* TASK TO CARRY OUT
For this exercise, copy out each line of the material below that includes "bool".

* RECORD SET
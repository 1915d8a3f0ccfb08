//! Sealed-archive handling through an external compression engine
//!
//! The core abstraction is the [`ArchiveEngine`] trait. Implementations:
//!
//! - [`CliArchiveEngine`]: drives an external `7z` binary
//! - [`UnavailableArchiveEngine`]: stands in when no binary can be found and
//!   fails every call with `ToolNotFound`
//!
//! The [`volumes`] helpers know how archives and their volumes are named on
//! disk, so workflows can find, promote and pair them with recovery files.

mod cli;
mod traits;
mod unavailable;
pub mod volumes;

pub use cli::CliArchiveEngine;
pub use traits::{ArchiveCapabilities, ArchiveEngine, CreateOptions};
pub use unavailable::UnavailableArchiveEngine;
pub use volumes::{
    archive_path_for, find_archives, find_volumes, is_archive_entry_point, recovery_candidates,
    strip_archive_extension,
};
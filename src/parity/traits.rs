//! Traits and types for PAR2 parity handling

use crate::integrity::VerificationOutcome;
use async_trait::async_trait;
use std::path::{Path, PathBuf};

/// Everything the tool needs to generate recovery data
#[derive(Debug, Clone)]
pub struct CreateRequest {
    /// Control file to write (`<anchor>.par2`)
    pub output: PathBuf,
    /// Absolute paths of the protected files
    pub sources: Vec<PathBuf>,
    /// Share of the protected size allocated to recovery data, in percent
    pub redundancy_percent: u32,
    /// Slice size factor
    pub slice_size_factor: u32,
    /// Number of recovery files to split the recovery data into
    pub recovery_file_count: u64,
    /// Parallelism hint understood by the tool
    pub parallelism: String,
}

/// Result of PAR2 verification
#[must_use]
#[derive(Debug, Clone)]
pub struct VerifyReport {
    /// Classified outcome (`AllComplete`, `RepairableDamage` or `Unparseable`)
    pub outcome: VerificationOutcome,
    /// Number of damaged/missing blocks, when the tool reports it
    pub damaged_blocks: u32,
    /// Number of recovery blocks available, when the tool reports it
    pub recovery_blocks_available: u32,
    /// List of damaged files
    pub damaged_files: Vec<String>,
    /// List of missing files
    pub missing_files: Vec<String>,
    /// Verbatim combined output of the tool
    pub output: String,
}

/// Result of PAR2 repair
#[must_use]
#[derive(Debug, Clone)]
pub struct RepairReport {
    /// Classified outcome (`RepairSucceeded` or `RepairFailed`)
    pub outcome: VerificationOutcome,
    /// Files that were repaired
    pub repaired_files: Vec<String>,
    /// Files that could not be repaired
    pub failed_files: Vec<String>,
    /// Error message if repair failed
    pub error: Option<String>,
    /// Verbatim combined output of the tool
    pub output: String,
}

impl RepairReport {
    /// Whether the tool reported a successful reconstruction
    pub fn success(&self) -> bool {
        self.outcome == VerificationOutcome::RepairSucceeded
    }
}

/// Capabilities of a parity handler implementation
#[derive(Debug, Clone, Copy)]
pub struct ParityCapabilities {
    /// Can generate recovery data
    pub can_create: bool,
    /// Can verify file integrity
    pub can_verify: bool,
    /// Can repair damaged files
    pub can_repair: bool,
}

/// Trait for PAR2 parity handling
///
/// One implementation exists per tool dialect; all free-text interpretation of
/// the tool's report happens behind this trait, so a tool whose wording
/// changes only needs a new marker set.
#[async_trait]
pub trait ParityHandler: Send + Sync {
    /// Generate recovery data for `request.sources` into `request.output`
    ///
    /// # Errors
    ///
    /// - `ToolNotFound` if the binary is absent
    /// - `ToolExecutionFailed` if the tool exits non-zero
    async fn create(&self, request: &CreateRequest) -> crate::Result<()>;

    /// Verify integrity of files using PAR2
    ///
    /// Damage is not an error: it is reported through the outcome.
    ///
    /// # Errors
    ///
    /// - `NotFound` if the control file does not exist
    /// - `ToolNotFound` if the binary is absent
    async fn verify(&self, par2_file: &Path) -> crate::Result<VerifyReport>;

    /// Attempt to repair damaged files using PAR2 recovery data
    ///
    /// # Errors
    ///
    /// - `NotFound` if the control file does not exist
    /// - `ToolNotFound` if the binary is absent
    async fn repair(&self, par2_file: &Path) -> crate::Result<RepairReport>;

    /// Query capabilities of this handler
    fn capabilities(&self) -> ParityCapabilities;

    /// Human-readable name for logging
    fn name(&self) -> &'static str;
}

* ANSWER SPACE
    pub fn success(&self) -> bool {
    pub can_create: bool,
    pub can_verify: bool,
    pub can_repair: bool,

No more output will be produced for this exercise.